Your answer must consist solely of the lines from the start of the entries below through the line with "use crate::command::Command;", unchanged.

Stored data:

##############################

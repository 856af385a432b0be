//! Direct responses built by handlers.
//!
//! # Responsibilities
//! - Describe a response that bypasses the target entirely
//! - Fill in `Content-Length` when the handler did not
//! - Lower the response into `SendHeaders` + `SendBody` commands

use hyper::body::Bytes;
use hyper::StatusCode;

use crate::command::Command;
use crate::error::HandlerError;
use crate::http::HeaderBlock;

/// A response produced by the handler itself.
#[derive(Debug, Clone)]
pub struct DirectResponse {
    status: StatusCode,
    headers: HeaderBlock,
    body: Bytes,
}

impl DirectResponse {
    pub fn new(status: u16) -> Result<Self, HandlerError> {
        let status = StatusCode::from_u16(status).map_err(|_| HandlerError::InvalidStatus(status))?;
        Ok(Self {
            status,
            headers: HeaderBlock::new(),
            body: Bytes::new(),
        })
    }

    /// Plain-text response.
    pub fn text(status: u16, body: impl Into<String>) -> Result<Self, HandlerError> {
        let body: String = body.into();
        Ok(Self::new(status)?
            .header("Content-Type", "text/plain; charset=utf-8")?
            .body(body))
    }

    pub fn header(
        mut self,
        name: impl Into<String>,
        value: impl Into<String>,
    ) -> Result<Self, HandlerError> {
        self.headers.append(name, value)?;
        Ok(self)
    }

    pub fn body(mut self, body: impl Into<Bytes>) -> Self {
        self.body = body.into();
        self
    }

    pub fn status(&self) -> StatusCode {
        self.status
    }

    pub fn headers(&self) -> &HeaderBlock {
        &self.headers
    }

    /// 1xx, 204 and 304 responses never carry a `Content-Length`.
    fn allows_length(&self) -> bool {
        !(self.status.is_informational()
            || self.status == StatusCode::NO_CONTENT
            || self.status == StatusCode::NOT_MODIFIED)
    }

    pub(crate) fn into_commands(mut self) -> Result<Vec<Command>, HandlerError> {
        if self.allows_length()
            && !self.headers.contains("content-length")
            && !self.headers.contains("transfer-encoding")
        {
            self.headers.append("Content-Length", self.body.len().to_string())?;
        }

        let mut commands = vec![Command::SendHeaders {
            status: self.status.as_u16(),
            headers: self.headers,
        }];
        if !self.body.is_empty() {
            commands.push(Command::SendBody { data: self.body });
        }
        Ok(commands)
    }
}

##############################

== COMPLETED TASK ==
repository 856af385a432b0be
//! Direct responses built by handlers.
//!
//! # Responsibilities
//! - Describe a response that bypasses the target entirely
//! - Fill in `Content-Length` when the handler did not
//! - Lower the response into `SendHeaders` + `SendBody` commands

use hyper::body::Bytes;
use hyper::StatusCode;

use crate::command::Command;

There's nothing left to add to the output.